Tree cover data was obtained from the satellite-derived MODIS continuous vegetation fields data set31. Areas where at least three out of seven periods used for reconstruction of tree cover in 2000 or in 2010 were affected by cloudiness or satellite-related issues (Supplementary Fig. 7) were excluded from the analysis to mitigate the influence systematic errors. Systematic errors tend to depress tree cover estimates due to the lowering effect of cloudiness on normalized difference vegetation index. We expect random errors to be reduced by using the median tree cover change as a robust population estimate of the change between 2000 and 2010 in Fig. 4.

Recently, the MODIS VCF data set has received some criticism38 since the method used to estimate tree cover from remote-sensed data (classification and regression tree (CART) analysis) can introduce artificial discontinuities and hence multimodality in the data, even if the underlying tree cover data are uniform. This indicates the importance of using data sets that use alternative methods to produce tree cover estimates when testing the multistability hypothesis, particularly since CART methods have been widely used in mapping ecological variables based on remote-sensed data. Nevertheless, a follow-up correspondence explored the error distribution in the MOD44B data set in more detail using local ground measurements to show that the previously found bimodality of tree cover is not attributable to bias in the calibrations39. They also concluded that the data are not well resolved below 20–30% tree cover and may not be useful for comparing over ranges smaller than 10% tree cover.

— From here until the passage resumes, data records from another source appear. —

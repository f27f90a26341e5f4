//! Flatten FASTA files into a flat sequence file using noodles.
//!
//! Every record's bases are written back to back, without headers or line
//! breaks, and the start offset of each contig is remembered. Supports both
//! uncompressed and gzip/bgzip compressed input.
//!
//! Supported extensions:
//! - `.fa`, `.fasta`, `.fna` (uncompressed)
//! - `.fa.gz`, `.fasta.gz`, `.fna.gz` (gzip compressed)
//! - `.fa.bgz`, `.fasta.bgz`, `.fna.bgz` (bgzip compressed)

use std::ffi::OsStr;
use std::io::{BufRead, BufReader, Write};
use std::path::Path;

use flate2::read::MultiGzDecoder;
use noodles::fasta;

use crate::core::contig::Contig;
use crate::parsing::ParseError;
use crate::utils::validation::check_contig_limit;

/// Contigs of a flattened FASTA with their offsets in the flat file
#[derive(Debug, Clone, PartialEq, Eq)]
pub struct FlattenedFasta {
    pub contigs: Vec<Contig>,
    pub offsets: Vec<u64>,
    /// Total bytes written to the flat file
    pub flat_length: u64,
}

/// Check if the path has a FASTA extension
pub fn is_fasta_file(path: &Path) -> bool {
    let path_str = path.to_string_lossy().to_lowercase();

    // Check for gzipped FASTA
    if path_str.ends_with(".fa.gz")
        || path_str.ends_with(".fasta.gz")
        || path_str.ends_with(".fna.gz")
        || path_str.ends_with(".fa.bgz")
        || path_str.ends_with(".fasta.bgz")
        || path_str.ends_with(".fna.bgz")
    {
        return true;
    }

    // Check for uncompressed FASTA
    matches!(
        path.extension()
            .and_then(OsStr::to_str)
            .map(str::to_lowercase)
            .as_deref(),
        Some("fa" | "fasta" | "fna")
    )
}

/// Check if the path is a gzipped file
#[allow(clippy::case_sensitive_file_extension_comparisons)] // Already lowercased
fn is_gzipped(path: &Path) -> bool {
    let path_str = path.to_string_lossy().to_lowercase();
    path_str.ends_with(".gz") || path_str.ends_with(".bgz")
}

/// Flatten a FASTA file, writing the concatenated bases to `out`.
///
/// # Errors
///
/// Returns `ParseError::Io` if the file cannot be read or the output written,
/// `ParseError::Noodles` if parsing fails, `ParseError::InvalidFormat` if no
/// sequences are found, or `ParseError::TooManyContigs` if the limit is exceeded.
pub fn flatten_fasta_file<W: Write>(
    path: &Path,
    out: &mut W,
) -> Result<FlattenedFasta, ParseError> {
    let file = std::fs::File::open(path)?;

    if is_gzipped(path) {
        let reader = BufReader::new(MultiGzDecoder::new(file));
        flatten_fasta_reader(&mut fasta::io::Reader::new(reader), out)
    } else {
        let reader = BufReader::new(file);
        flatten_fasta_reader(&mut fasta::io::Reader::new(reader), out)
    }
}

/// Flatten from a noodles FASTA reader
fn flatten_fasta_reader<R: BufRead, W: Write>(
    reader: &mut fasta::io::Reader<R>,
    out: &mut W,
) -> Result<FlattenedFasta, ParseError> {
    let mut contigs = Vec::new();
    let mut offsets = Vec::new();
    let mut position = 0u64;

    for result in reader.records() {
        let record = result
            .map_err(|e| ParseError::Noodles(format!("Failed to parse FASTA record: {e}")))?;

        // Check contig limit for DOS protection
        if check_contig_limit(contigs.len()).is_some() {
            return Err(ParseError::TooManyContigs(contigs.len()));
        }

        let name = String::from_utf8_lossy(record.name()).to_string();
        let bases = record.sequence().as_ref();
        out.write_all(bases)?;

        let length = bases.len() as u64;
        contigs.push(Contig::new(name, length));
        offsets.push(position);
        position += length;
    }

    if contigs.is_empty() {
        return Err(ParseError::InvalidFormat(
            "No sequences found in FASTA file".to_string(),
        ));
    }

    out.flush()?;

    Ok(FlattenedFasta {
        contigs,
        offsets,
        flat_length: position,
    })
}

#[cfg(test)]
mod tests {
    use super::*;
    use flate2::write::GzEncoder;
    use flate2::Compression;
    use tempfile::NamedTempFile;

    #[test]
    fn test_is_fasta_file() {
        assert!(is_fasta_file(Path::new("test.fa")));
        assert!(is_fasta_file(Path::new("test.fasta")));
        assert!(is_fasta_file(Path::new("test.fna")));
        assert!(is_fasta_file(Path::new("test.fa.gz")));
        assert!(is_fasta_file(Path::new("test.fna.bgz")));
        assert!(is_fasta_file(Path::new("/path/to/Reference.FA")));

        assert!(!is_fasta_file(Path::new("test.fai")));
        assert!(!is_fasta_file(Path::new("test.tsv")));
    }

    #[test]
    fn test_flatten_fasta_file() {
        let fasta_content = b">chr1 description\nACGTACGT\nACGT\n>chr2\nGGGG\n";

        let mut temp = NamedTempFile::with_suffix(".fa").unwrap();
        temp.write_all(fasta_content).unwrap();
        temp.flush().unwrap();

        let mut flat = Vec::new();
        let flattened = flatten_fasta_file(temp.path(), &mut flat).unwrap();

        assert_eq!(flat, b"ACGTACGTACGTGGGG");
        assert_eq!(
            flattened.contigs,
            vec![Contig::new("chr1", 12), Contig::new("chr2", 4)]
        );
        assert_eq!(flattened.offsets, vec![0, 12]);
        assert_eq!(flattened.flat_length, 16);
    }

    #[test]
    fn test_flatten_gzipped_fasta() {
        let mut encoder = GzEncoder::new(Vec::new(), Compression::default());
        encoder.write_all(b">chrM\nacgtn\n").unwrap();
        let compressed = encoder.finish().unwrap();

        let mut temp = NamedTempFile::with_suffix(".fa.gz").unwrap();
        temp.write_all(&compressed).unwrap();
        temp.flush().unwrap();

        let mut flat = Vec::new();
        let flattened = flatten_fasta_file(temp.path(), &mut flat).unwrap();

        // Case is preserved
        assert_eq!(flat, b"acgtn");
        assert_eq!(flattened.contigs[0].name, "chrM");
    }

    #[test]
    fn test_flatten_empty_fasta() {
        let mut temp = NamedTempFile::with_suffix(".fa").unwrap();
        temp.write_all(b"").unwrap();
        temp.flush().unwrap();

        let mut flat = Vec::new();
        assert!(flatten_fasta_file(temp.path(), &mut flat).is_err());
    }
}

While the critics acknowledge the use of the VCF data to detect course patterns, they maintain that we should be wary of potential biases produced by CART methods40. Hence, we cannot deduce from these data whether the treeless state is a continuous or discontinuous transition. Nevertheless, in our work we mainly focus on forest–savanna bistability and therefore our conclusions are expected to be unsensitive to this issue.

Pre-human forest cover

The United Nations Environment Programme–World Conservation Monitoring Centre (UNEP-WCMC) data of pre-human forest cover30 is the result of a combination of potential forest cover maps, satellite data and expert knowledge on ecoregions. In the source material it is mentioned that the data represent forest cover before the arrival of the ‘modern man’. However, even before colonization, advanced societies existed. For instance, in South America, sophisticated knowledge of land management methods by fire53 caused large impacts on the environment. The size of these societies was reduced with 90% by disease due to first contact with European colonists, followed by a substantial decrease in fire activity, as evidenced by frequency of charcoal particles in paleoenvironmental records53. An estimation of human impact during this transition54 shows that it took two centuries for human impact to recover up to the same level again. If precolonial human impact would have created savannas, this amount of time was likely enough for forest to fully recover again. We assume therefore that the data represent forest cover before emergence of methods that have a substantive impact on the environment, whether right before the arrival of modern man or somewhat earlier.

Soil data

We took the data on top soil (top 30 cm) sand fraction, clay fraction and bulk density from the Harmonized World Soil Database33 and used them as predictors of pre-human forest and as variables in the model. See Supplementary Fig. 1c–e for their maps. Note though that the quality of these data are lower than that of the climate and vegetation data.

Fire data

We chose the AQM burnt area data set of INPE (Instituto Nacional de Pesquisas Espaciais)41 and not the commonly used MODIS burnt area data since the former has better agreement with high-resolution LANDSAT data on burnt area, with a lower number of omission errors, and was calibrated to work specifically for Brazil instead of globally.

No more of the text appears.